▸ **Recorded information**:
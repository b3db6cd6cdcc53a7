//! Single entry point tying exploration, assembly, and rendering together.

use std::path::PathBuf;

use tracing::{debug, info};

use crate::cancel::CancellationToken;
use crate::error::GraphError;
use crate::explorer::{AnalysisScope, CallChainExplorer, CallerResolver, CyclePolicy, ExploreOptions};
use crate::graph::CallGraph;
use crate::render::{OutputSink, RenderTarget};
use crate::signature::MethodSignature;

const ANALYSIS_TARGET: &str = "callchain_graph::analysis";

/// Everything the host supplies for one analysis run.
#[derive(Debug, Clone)]
pub struct AnalysisRequest {
    /// Methods whose callers are wanted.
    pub entry_methods: Vec<MethodSignature>,
    /// Caller origin filter.
    pub scope: AnalysisScope,
    /// Where the rendered graph goes.
    pub output: OutputSink,
    /// Drop entry methods that nothing calls.
    pub prune_uncalled_entries: bool,
    /// Back-edge handling for cycles.
    pub cycle_policy: CyclePolicy,
    /// Maximum caller hops from an entry.
    pub max_depth: Option<u32>,
    /// Seed for class colours.
    pub color_seed: Option<u64>,
}

impl AnalysisRequest {
    /// Creates a request with default scope, policy, and limits.
    #[must_use]
    pub fn new(entry_methods: Vec<MethodSignature>, output: OutputSink) -> Self {
        Self {
            entry_methods,
            scope: AnalysisScope::default(),
            output,
            prune_uncalled_entries: false,
            cycle_policy: CyclePolicy::default(),
            max_depth: None,
            color_seed: None,
        }
    }

    fn explore_options(&self) -> ExploreOptions {
        ExploreOptions {
            scope: self.scope,
            cycle_policy: self.cycle_policy,
            max_depth: self.max_depth,
            color_seed: self.color_seed,
        }
    }
}

/// Result of a completed run.
#[derive(Debug)]
pub struct AnalysisReport {
    /// The finished graph handed to the render target.
    pub graph: CallGraph,
    /// Path the render target wrote.
    pub written: PathBuf,
}

/// Explores and finalises without rendering.
///
/// # Errors
/// Returns [`GraphError::Cancelled`] when `cancel` trips and
/// [`GraphError::Resolver`] when a caller lookup fails.
pub fn build_graph<C: CallerResolver>(
    request: &AnalysisRequest,
    resolver: &mut C,
    cancel: &CancellationToken,
) -> Result<CallGraph, GraphError> {
    debug!(
        target: ANALYSIS_TARGET,
        entries = request.entry_methods.len(),
        scope = %request.scope,
        "starting call chain analysis"
    );

    let exploration = CallChainExplorer::new(resolver, request.explore_options(), cancel.clone())
        .explore(&request.entry_methods)
        .inspect_err(|error| {
            if error.is_cancellation() {
                debug!(target: ANALYSIS_TARGET, "analysis cancelled");
            }
        })?;
    let graph = exploration.into_graph(request.prune_uncalled_entries);

    info!(
        target: ANALYSIS_TARGET,
        nodes = graph.node_count(),
        edges = graph.edge_count(),
        "call chain analysis completed"
    );
    Ok(graph)
}

/// Runs one analysis and hands the finished graph to `target`.
///
/// Nothing is rendered when the run is cancelled or fails.
///
/// # Errors
/// Returns analysis errors as for [`build_graph`], and
/// [`GraphError::Render`] when the render target fails.
pub fn analyse<C, T>(
    request: &AnalysisRequest,
    resolver: &mut C,
    cancel: &CancellationToken,
    target: &mut T,
) -> Result<AnalysisReport, GraphError>
where
    C: CallerResolver,
    T: RenderTarget,
{
    let graph = build_graph(request, resolver, cancel)?;
    cancel.check()?;
    let written = target.render(&graph, &request.output)?;
    info!(
        target: ANALYSIS_TARGET,
        path = %written.display(),
        "graph rendered"
    );
    Ok(AnalysisReport { graph, written })
}
//! Node identity management for a single analysis run.
//!
//! The registry maps each distinct [`MethodSignature`] to a stable
//! [`NodeId`] and owns the node records plus the per-class colour palette.
//! One registry belongs to one run; nothing here is shared between runs.

use std::collections::{HashMap, HashSet};

use rand::Rng;
use rand::rngs::StdRng;
use tracing::warn;

use crate::color::DistinctColorGenerator;
use crate::node::{CallNode, NodeId};
use crate::signature::{MethodSignature, ParsedLabel};

const IDENTITY_TARGET: &str = "callchain_graph::identity";

/// Assigns node identities and class colours.
#[derive(Debug)]
pub struct NodeRegistry<R = StdRng> {
    ids: HashMap<MethodSignature, NodeId>,
    nodes: HashMap<NodeId, CallNode>,
    order: Vec<NodeId>,
    palette: ClassPalette<R>,
}

impl NodeRegistry<StdRng> {
    /// Creates an empty registry with an entropy-seeded palette.
    #[must_use]
    pub fn new() -> Self {
        Self::with_generator(DistinctColorGenerator::new())
    }

    /// Creates an empty registry whose palette is reproducible.
    #[must_use]
    pub fn seeded(seed: u64) -> Self {
        Self::with_generator(DistinctColorGenerator::seeded(seed))
    }
}

impl Default for NodeRegistry<StdRng> {
    fn default() -> Self {
        Self::new()
    }
}

impl<R: Rng> NodeRegistry<R> {
    /// Creates an empty registry drawing colours from `generator`.
    #[must_use]
    pub fn with_generator(generator: DistinctColorGenerator<R>) -> Self {
        Self {
            ids: HashMap::new(),
            nodes: HashMap::new(),
            order: Vec::new(),
            palette: ClassPalette::new(generator),
        }
    }

    /// Returns the node for `signature`, creating it on first encounter.
    ///
    /// The entry flag only escalates: passing `true` marks an existing node
    /// as an entry, passing `false` never clears it. Labels that do not
    /// follow the grammar yield a degraded node rather than an error.
    pub fn get_or_create(&mut self, signature: &MethodSignature, is_entry: bool) -> &CallNode {
        let id = match self.ids.get(signature).cloned() {
            Some(id) => id,
            None => {
                let id = NodeId::from_ordinal(self.order.len() + 1);
                self.ids.insert(signature.clone(), id.clone());
                self.order.push(id.clone());
                id
            }
        };

        let palette = &mut self.palette;
        let node = self
            .nodes
            .entry(id)
            .or_insert_with_key(|id| build_node(id.clone(), signature, palette));
        if is_entry {
            node.mark_entry();
        }
        node
    }

    /// Returns the identifier already assigned to `signature`.
    #[must_use]
    pub fn id_of(&self, signature: &MethodSignature) -> Option<&NodeId> {
        self.ids.get(signature)
    }

    /// Returns the node with the given identifier.
    #[must_use]
    pub fn node(&self, id: &NodeId) -> Option<&CallNode> {
        self.nodes.get(id)
    }

    /// Returns the colour assigned to `class_name`, generating one if the
    /// class has not been seen yet.
    pub fn color_for_class(&mut self, class_name: &str) -> String {
        self.palette.color_for(class_name)
    }

    /// Number of distinct signatures seen.
    #[must_use]
    pub fn len(&self) -> usize {
        self.order.len()
    }

    /// Returns whether no signature has been registered.
    #[must_use]
    pub fn is_empty(&self) -> bool {
        self.order.is_empty()
    }

    /// Consumes the registry, yielding nodes in order of first encounter.
    #[must_use]
    pub fn into_nodes(mut self) -> Vec<CallNode> {
        self.order
            .iter()
            .filter_map(|id| self.nodes.remove(id))
            .collect()
    }
}

fn build_node<R: Rng>(
    id: NodeId,
    signature: &MethodSignature,
    palette: &mut ClassPalette<R>,
) -> CallNode {
    let label = signature.parse().unwrap_or_else(|| {
        warn!(
            target: IDENTITY_TARGET,
            label = %signature,
            "unable to parse method label; using placeholder node"
        );
        ParsedLabel::degraded(signature.as_str())
    });
    let color = palette.color_for(&label.class_name);
    CallNode::new(id, label, color)
}

/// Memoised class → colour assignments for one run.
#[derive(Debug)]
struct ClassPalette<R> {
    assigned: HashMap<String, String>,
    used: HashSet<String>,
    generator: DistinctColorGenerator<R>,
}

impl<R: Rng> ClassPalette<R> {
    fn new(generator: DistinctColorGenerator<R>) -> Self {
        Self {
            assigned: HashMap::new(),
            used: HashSet::new(),
            generator,
        }
    }

    fn color_for(&mut self, class_name: &str) -> String {
        if let Some(color) = self.assigned.get(class_name) {
            return color.clone();
        }
        let mut color = self.generator.generate(&self.used);
        // Sampling could in principle land on a used colour; retry so that no
        // two classes in one graph share a colour.
        while self.used.contains(&color) {
            color = self.generator.generate(&self.used);
        }
        self.used.insert(color.clone());
        self.assigned.insert(class_name.to_owned(), color.clone());
        color
    }
}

▸ **Task to carry out**:
Filter the listing for the word "tracing" and copy each line that has it.

▸ **Exercise output**:
use tracing::{debug, info};
use tracing::warn;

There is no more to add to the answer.